Collected data
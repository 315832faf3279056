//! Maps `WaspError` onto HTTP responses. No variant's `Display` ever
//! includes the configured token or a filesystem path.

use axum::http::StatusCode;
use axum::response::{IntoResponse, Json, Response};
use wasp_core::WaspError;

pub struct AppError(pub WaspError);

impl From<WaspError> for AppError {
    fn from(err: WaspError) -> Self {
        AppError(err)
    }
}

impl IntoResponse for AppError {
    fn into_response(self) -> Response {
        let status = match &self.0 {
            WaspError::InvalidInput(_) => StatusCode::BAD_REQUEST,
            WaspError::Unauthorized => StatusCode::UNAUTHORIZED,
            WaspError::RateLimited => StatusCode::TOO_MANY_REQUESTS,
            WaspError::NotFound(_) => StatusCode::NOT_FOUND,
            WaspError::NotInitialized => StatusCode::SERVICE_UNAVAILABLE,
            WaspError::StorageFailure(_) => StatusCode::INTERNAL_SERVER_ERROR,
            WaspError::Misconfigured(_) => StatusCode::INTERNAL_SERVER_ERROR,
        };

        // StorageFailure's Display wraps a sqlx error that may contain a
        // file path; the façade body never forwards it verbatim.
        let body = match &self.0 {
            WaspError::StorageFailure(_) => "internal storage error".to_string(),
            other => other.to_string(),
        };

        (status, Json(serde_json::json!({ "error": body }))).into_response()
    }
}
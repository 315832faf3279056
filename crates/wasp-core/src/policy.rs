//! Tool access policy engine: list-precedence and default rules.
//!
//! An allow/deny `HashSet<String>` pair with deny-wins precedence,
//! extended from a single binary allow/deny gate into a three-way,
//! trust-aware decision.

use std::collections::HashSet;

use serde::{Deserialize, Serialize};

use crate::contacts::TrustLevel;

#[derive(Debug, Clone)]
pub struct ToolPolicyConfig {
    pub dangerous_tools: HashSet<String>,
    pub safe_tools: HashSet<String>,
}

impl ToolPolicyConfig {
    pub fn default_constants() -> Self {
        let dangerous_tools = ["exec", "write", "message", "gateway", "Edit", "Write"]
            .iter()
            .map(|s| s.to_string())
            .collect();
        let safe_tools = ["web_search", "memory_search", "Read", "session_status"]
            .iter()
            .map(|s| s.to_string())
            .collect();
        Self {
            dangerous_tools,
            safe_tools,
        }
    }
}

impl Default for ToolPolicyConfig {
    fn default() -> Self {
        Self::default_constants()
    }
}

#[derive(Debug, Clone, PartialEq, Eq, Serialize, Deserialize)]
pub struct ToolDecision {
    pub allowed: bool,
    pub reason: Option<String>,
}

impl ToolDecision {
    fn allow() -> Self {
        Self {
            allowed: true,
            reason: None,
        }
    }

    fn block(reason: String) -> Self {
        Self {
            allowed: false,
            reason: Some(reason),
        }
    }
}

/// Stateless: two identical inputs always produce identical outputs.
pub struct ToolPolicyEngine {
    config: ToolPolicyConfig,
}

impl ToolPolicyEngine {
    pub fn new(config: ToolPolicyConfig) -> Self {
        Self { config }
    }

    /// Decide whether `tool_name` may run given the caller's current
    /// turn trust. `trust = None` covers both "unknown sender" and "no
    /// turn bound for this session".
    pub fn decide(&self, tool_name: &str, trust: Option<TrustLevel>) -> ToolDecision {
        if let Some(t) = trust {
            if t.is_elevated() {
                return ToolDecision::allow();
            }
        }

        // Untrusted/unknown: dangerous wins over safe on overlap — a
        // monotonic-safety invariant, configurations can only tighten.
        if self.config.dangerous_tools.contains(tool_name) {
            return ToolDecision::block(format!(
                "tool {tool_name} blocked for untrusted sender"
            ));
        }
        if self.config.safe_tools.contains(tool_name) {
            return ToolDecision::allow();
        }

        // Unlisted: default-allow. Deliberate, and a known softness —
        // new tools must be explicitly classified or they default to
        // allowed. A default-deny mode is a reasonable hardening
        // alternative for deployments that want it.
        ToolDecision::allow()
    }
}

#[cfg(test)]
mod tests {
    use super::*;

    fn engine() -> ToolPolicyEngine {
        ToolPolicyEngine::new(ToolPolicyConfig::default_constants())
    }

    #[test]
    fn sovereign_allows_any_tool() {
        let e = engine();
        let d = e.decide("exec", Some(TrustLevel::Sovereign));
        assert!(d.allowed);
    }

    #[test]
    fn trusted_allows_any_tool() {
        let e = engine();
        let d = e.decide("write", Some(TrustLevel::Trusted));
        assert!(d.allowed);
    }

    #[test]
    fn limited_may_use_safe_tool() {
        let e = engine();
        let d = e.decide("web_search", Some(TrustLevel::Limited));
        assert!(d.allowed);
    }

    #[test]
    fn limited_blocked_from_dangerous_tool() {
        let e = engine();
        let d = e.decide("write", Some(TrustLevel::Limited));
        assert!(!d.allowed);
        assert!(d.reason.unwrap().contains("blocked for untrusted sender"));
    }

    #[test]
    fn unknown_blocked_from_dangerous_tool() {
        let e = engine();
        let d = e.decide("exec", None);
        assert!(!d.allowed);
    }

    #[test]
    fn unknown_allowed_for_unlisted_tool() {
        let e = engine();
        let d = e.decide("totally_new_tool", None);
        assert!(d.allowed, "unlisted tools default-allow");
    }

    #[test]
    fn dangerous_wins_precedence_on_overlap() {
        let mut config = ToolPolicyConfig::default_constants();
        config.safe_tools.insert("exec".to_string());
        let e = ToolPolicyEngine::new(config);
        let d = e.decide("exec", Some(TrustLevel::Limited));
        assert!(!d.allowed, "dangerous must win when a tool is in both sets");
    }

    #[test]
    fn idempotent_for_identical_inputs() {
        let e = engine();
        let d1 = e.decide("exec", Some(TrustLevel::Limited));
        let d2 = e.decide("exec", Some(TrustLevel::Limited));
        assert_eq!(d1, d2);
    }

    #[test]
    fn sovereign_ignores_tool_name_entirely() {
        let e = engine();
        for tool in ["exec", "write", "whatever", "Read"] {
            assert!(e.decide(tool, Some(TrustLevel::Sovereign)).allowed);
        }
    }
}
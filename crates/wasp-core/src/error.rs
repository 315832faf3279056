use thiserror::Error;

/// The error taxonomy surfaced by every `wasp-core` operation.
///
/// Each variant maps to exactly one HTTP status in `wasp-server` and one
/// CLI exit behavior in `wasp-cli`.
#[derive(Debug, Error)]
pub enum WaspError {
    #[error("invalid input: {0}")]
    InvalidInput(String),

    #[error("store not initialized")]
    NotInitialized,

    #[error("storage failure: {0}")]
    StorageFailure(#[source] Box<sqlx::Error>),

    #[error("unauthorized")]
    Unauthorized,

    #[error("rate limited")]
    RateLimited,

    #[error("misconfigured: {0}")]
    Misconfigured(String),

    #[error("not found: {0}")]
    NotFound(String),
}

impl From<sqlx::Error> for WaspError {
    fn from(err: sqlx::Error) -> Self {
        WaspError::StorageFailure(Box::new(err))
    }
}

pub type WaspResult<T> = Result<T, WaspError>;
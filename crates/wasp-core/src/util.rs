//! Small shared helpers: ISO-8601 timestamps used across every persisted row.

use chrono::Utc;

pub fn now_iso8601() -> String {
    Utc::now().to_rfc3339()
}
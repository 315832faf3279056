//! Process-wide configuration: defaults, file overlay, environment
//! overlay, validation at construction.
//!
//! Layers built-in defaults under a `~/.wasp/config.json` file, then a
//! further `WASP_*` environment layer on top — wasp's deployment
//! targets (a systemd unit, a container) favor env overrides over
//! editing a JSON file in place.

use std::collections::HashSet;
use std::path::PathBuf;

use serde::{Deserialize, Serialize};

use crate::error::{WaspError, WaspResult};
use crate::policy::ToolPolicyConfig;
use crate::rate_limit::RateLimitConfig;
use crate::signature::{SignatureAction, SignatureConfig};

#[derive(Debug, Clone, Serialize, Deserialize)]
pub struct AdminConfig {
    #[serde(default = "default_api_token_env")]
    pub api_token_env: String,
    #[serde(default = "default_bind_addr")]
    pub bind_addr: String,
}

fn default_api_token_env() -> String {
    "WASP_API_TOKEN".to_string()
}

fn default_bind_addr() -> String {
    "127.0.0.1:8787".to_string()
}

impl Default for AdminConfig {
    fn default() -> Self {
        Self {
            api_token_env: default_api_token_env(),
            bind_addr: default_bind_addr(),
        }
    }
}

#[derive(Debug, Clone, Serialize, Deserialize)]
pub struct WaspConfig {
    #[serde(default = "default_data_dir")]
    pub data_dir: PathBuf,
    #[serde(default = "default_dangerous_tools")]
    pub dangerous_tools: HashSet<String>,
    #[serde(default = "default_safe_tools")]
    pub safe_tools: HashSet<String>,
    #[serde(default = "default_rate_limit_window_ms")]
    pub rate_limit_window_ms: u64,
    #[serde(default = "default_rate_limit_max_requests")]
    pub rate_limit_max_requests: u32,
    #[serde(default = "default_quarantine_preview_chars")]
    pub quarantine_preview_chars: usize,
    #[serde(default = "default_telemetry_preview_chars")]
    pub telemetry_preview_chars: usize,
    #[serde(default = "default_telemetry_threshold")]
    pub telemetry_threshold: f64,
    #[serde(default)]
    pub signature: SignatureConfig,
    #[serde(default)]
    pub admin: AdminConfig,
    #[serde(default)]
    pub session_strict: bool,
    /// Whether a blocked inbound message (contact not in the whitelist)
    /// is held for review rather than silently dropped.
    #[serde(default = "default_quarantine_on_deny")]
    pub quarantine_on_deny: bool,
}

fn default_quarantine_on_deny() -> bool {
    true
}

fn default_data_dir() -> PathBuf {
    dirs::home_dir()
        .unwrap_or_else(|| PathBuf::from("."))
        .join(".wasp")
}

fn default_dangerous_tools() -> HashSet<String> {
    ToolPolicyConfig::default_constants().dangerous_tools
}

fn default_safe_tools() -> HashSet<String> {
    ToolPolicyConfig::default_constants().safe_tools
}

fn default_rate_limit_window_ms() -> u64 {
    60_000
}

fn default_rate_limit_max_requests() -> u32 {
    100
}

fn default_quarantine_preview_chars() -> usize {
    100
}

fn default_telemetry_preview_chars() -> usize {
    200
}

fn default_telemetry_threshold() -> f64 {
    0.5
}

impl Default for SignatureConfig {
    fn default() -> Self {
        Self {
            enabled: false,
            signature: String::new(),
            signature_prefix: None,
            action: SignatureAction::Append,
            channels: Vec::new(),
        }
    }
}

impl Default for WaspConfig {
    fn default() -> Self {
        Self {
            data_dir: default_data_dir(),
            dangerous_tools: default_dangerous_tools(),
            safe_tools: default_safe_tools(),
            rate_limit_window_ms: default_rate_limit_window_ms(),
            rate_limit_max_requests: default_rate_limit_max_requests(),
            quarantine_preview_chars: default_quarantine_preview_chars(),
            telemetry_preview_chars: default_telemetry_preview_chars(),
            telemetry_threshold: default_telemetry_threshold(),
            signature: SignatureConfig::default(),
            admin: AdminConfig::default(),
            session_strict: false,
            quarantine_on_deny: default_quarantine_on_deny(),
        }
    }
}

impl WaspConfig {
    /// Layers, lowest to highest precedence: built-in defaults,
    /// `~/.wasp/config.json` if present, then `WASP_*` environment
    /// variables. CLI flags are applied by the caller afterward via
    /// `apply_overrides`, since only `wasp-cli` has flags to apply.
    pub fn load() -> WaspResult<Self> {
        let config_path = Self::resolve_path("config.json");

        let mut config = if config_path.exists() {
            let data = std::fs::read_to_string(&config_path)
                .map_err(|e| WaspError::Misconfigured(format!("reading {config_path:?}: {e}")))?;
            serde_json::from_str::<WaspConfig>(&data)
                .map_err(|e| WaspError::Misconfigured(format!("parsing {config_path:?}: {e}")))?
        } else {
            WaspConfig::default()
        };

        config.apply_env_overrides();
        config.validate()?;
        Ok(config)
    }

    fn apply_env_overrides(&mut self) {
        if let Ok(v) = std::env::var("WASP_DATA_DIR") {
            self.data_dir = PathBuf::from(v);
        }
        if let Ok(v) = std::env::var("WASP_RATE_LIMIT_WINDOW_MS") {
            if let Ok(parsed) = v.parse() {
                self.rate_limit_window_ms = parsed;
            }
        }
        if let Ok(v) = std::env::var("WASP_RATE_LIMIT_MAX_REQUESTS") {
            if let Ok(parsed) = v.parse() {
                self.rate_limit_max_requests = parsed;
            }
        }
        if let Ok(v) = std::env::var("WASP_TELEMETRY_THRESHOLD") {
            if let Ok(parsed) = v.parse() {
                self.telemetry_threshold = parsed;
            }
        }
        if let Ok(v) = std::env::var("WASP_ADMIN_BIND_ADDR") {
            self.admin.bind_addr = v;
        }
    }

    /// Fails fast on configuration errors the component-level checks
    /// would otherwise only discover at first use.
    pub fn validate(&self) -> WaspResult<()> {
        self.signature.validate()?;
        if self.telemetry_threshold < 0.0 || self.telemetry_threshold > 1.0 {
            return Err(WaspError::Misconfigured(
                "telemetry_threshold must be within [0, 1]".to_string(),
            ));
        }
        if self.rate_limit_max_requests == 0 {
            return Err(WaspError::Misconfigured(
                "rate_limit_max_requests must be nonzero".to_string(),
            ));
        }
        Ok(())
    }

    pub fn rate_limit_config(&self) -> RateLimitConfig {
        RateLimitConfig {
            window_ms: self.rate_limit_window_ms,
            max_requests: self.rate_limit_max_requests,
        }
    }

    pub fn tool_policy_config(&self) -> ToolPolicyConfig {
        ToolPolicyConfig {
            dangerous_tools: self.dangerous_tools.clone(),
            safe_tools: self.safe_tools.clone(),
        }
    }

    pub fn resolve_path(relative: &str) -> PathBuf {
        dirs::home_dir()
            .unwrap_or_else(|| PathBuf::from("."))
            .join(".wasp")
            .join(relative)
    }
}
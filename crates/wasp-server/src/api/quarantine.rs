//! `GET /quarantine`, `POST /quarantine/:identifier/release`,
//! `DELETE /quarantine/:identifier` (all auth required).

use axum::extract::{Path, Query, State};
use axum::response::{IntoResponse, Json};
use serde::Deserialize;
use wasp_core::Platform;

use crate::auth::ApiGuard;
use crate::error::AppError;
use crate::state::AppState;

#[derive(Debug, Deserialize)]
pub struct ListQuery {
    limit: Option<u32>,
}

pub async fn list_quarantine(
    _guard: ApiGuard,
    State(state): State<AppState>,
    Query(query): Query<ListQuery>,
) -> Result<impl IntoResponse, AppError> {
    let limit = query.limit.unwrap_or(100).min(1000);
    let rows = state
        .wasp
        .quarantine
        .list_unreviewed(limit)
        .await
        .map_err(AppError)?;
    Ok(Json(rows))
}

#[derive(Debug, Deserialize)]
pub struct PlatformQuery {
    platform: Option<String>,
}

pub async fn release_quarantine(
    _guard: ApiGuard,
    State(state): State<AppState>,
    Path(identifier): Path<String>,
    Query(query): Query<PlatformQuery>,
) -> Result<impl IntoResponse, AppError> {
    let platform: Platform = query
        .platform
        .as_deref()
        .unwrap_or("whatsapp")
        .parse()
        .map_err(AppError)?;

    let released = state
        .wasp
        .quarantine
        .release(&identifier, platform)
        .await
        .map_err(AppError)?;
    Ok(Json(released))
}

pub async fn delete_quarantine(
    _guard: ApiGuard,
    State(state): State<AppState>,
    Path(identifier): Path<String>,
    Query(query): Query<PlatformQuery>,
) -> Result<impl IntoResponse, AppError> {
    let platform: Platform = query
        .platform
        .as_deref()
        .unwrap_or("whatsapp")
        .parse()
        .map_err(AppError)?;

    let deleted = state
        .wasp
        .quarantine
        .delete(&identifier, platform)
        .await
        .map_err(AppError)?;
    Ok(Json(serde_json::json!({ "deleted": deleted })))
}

• _WORK REQUEST_: Copy the lines from the start of the data verbatim, stopping after the line containing "pub fn default_constants()".

• _ANSWER BOX_:
repository 315832faf3279056
//! Maps `WaspError` onto HTTP responses. No variant's `Display` ever
//! includes the configured token or a filesystem path.

use axum::http::StatusCode;
use axum::response::{IntoResponse, Json, Response};
use wasp_core::WaspError;

pub struct AppError(pub WaspError);

impl From<WaspError> for AppError {
    fn from(err: WaspError) -> Self {
        AppError(err)
    }
}

impl IntoResponse for AppError {
    fn into_response(self) -> Response {
        let status = match &self.0 {
            WaspError::InvalidInput(_) => StatusCode::BAD_REQUEST,
            WaspError::Unauthorized => StatusCode::UNAUTHORIZED,
            WaspError::RateLimited => StatusCode::TOO_MANY_REQUESTS,
            WaspError::NotFound(_) => StatusCode::NOT_FOUND,
            WaspError::NotInitialized => StatusCode::SERVICE_UNAVAILABLE,
            WaspError::StorageFailure(_) => StatusCode::INTERNAL_SERVER_ERROR,
            WaspError::Misconfigured(_) => StatusCode::INTERNAL_SERVER_ERROR,
        };

        // StorageFailure's Display wraps a sqlx error that may contain a
        // file path; the façade body never forwards it verbatim.
        let body = match &self.0 {
            WaspError::StorageFailure(_) => "internal storage error".to_string(),
            other => other.to_string(),
        };

        (status, Json(serde_json::json!({ "error": body }))).into_response()
    }
}
repository 315832faf3279056
filename crates/wasp-core/src/policy.rs
//! Tool access policy engine: list-precedence and default rules.
//!
//! An allow/deny `HashSet<String>` pair with deny-wins precedence,
//! extended from a single binary allow/deny gate into a three-way,
//! trust-aware decision.

use std::collections::HashSet;

use serde::{Deserialize, Serialize};

use crate::contacts::TrustLevel;

#[derive(Debug, Clone)]
pub struct ToolPolicyConfig {
    pub dangerous_tools: HashSet<String>,
    pub safe_tools: HashSet<String>,
}

impl ToolPolicyConfig {
    pub fn default_constants() -> Self {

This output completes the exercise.